What if Your Business Can’t Get Supplies?

Young notes that with shipping delays and other causes of supply chain interruptions, he says there are creative ways you can get restocked. Young notes that there are local sellers who have an excess of ingredients, and by purchasing ingredients locally, you’re supporting your local economy. He says if you can afford it, stock up on whatever you might need and load your business’s pantry.

Young says it’s important to be adaptable and creative when it comes to restocking inventory. He says to reach out to a neighbor or counterpart in the business so you can pool orders to hit minimums if necessary when bulk ordering. He also says to look for opportunities for new revenue streams. He gives the example of a barbershop that was shut down because they weren’t allowed to cut hair, and so they turned to selling t-shirts for a time to make money. He said Dogfish Head turned to manufacturing and selling hand sanitizer to the state of Delaware when there were shortages.

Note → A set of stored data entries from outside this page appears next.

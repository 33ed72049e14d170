//! Asynchronous email delivery for missive.
//!
//! Jobs enter an [`EmailQueue`](queue::EmailQueue), are claimed atomically by
//! the [`DispatchProcessor`](processor::DispatchProcessor) tick, pass through
//! the [`SendPipeline`](pipeline::SendPipeline) (eligibility, address
//! resolution, tracking instrumentation, transport) and either leave as sent or
//! are rescheduled with exponential backoff until they are dead-lettered.
//! Digest and bulk campaign orchestrators feed the queue in resumable batches
//! driven by durable scheduled ticks.

pub mod bounce;
pub mod campaign;
pub mod content;
pub mod directory;
pub mod error;
pub mod events;
pub mod flags;
pub mod pipeline;
pub mod policy;
pub mod processor;
pub mod queue;
pub mod recipient;
pub mod scheduler;
pub mod service;
pub mod template;
pub mod tracking;
pub mod transport;

pub use campaign::{BatchOutcome, CampaignConfig, NewCampaign};
pub use error::{DeliveryError, SystemError, TransportError, ValidationError};
pub use events::DeliveryEvent;
pub use flags::{ControlFlags, Flag, FlagState, SendingConfig};
pub use policy::RetryPolicy;
pub use processor::{Collaborators, DispatchProcessor, TickReport};
pub use queue::{
    CleanupReport, EmailQueue, EnqueueRequest, FailureOutcome, QueueHealth, RetentionPolicy,
};
pub use service::QueueAdmin;
pub use tracking::{ClickOutcome, OpenOutcome, Tracker, TrackingConfig};
//! Persistence for the missive delivery platform.
//!
//! Every table the delivery subsystem needs (queue items, dead letters,
//! tracking rows, the delivery log, bounces, campaign runs and scheduled
//! ticks) sits behind the [`BackingStore`] trait. All conditional updates are
//! single trait calls so that an implementation can make them atomic.

pub mod config;
pub mod error;
pub mod memory;
pub mod snapshot;
pub mod store;
pub mod types;

pub use config::StoreConfig;
pub use error::{Result, SerializationError, StoreError};
pub use memory::MemoryBackingStore;
pub use store::BackingStore;
pub use types::{
    BounceKind, BounceRecord, CampaignContent, CampaignGuard, CampaignRun, CampaignStatus,
    DeadLetterRecord, DeliveryLogEntry, DeliveryOutcome, FireOutcome, ItemFilter, QueueItem,
    ScheduledTick, TickId, TickPayload, TrackingEvent, TrackingKind,
};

Creative Cost Cutting for Small Businesses

Young recommends looking for creative ways to cut costs. He says you can potentially limit costs by paring down the assortments and variety of products sold and instead of pushing products that are historically best sellers. That way you aren’t spending money on extra inventory that won’t necessarily sell as well.

Young says that cost variables can add up and impact your business if you aren’t careful. He says to run the numbers and factor inadequate padding to account for shipping, packaging, sourcing different ingredients, or other issues that might arise as a result of making changes to your business operations. Build out your margins and make sure you adapt to the current market. This might mean raising prices and passing extra costs along to the consumers.

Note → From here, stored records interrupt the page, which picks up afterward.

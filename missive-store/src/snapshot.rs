//! Bincode snapshots of the in-memory tables.
//!
//! Snapshots are written to `.tmp_<name>` beside the target and renamed into
//! place, so a crash mid-write leaves the previous snapshot intact.

use std::path::{Path, PathBuf};

use serde::{Deserialize, Serialize};
use tokio::fs;

use crate::{SerializationError, StoreError, memory::Tables};

const SNAPSHOT_VERSION: u32 = 1;

#[derive(Serialize)]
struct SnapshotRef<'a> {
    version: u32,
    tables: &'a Tables,
}

#[derive(Deserialize)]
struct Snapshot {
    version: u32,
    tables: Tables,
}

pub(crate) fn encode(tables: &Tables) -> crate::Result<Vec<u8>> {
    let snapshot = SnapshotRef {
        version: SNAPSHOT_VERSION,
        tables,
    };
    Ok(bincode::serde::encode_to_vec(
        &snapshot,
        bincode::config::legacy(),
    )?)
}

fn decode(bytes: &[u8]) -> crate::Result<Tables> {
    let (snapshot, _): (Snapshot, usize) =
        bincode::serde::decode_from_slice(bytes, bincode::config::legacy())?;

    if snapshot.version != SNAPSHOT_VERSION {
        return Err(StoreError::Serialization(SerializationError::Version {
            found: snapshot.version,
            expected: SNAPSHOT_VERSION,
        }));
    }

    Ok(snapshot.tables)
}

fn temp_path(path: &Path) -> PathBuf {
    let name = path
        .file_name()
        .map_or_else(|| "snapshot".into(), |n| n.to_string_lossy().into_owned());
    path.with_file_name(format!(".tmp_{name}"))
}

/// Read the snapshot at `path`, or `None` if there is none yet.
pub(crate) async fn load(path: &Path) -> crate::Result<Option<Tables>> {
    match fs::read(path).await {
        Ok(bytes) => decode(&bytes).map(Some),
        Err(e) if e.kind() == std::io::ErrorKind::NotFound => Ok(None),
        Err(e) => Err(e.into()),
    }
}

pub(crate) async fn write_atomic(path: &Path, bytes: &[u8]) -> crate::Result<()> {
    if let Some(parent) = path.parent()
        && !parent.as_os_str().is_empty()
    {
        fs::create_dir_all(parent).await?;
    }

    let temp = temp_path(path);
    fs::write(&temp, bytes).await?;
    fs::rename(&temp, path).await?;

    tracing::debug!(path = %path.display(), bytes = bytes.len(), "Wrote store snapshot");
    Ok(())
}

Ramsay notes that for a business owner who would go from selling in an open market like a farmer’s market for example to trying to fulfill online orders due to the Coronavirus shutdown, there are some special considerations they might not be aware of. Ramsay says to make sure to add in enough time to ship the product and to pack it in such a way that the goods remain fresh and undamaged. He says if you decide to deliver or to encourage customers to pick up curbside, you can avoid paying for shipping.

Since shipping costs seem to be very high, and at times can be as much as the product you’re trying to sell, Young says to research alternative options for online shipping companies. You might be able to get cheaper shipping than UPS or the post office. ShipStation and Pirate Ship may be viable options for your business. Learn more about them and read reviews before choosing anyone to do business with.


Keep your business running smoothly throughout the pandemic. The Coronavirus doesn’t need to signal the end of your business, as long as you remain flexible and willing to adapt to the changing market. Stay proactive and ahead of interruptions to your small business supply chain, and cut costs wherever possible. Together, we will make it through the storm!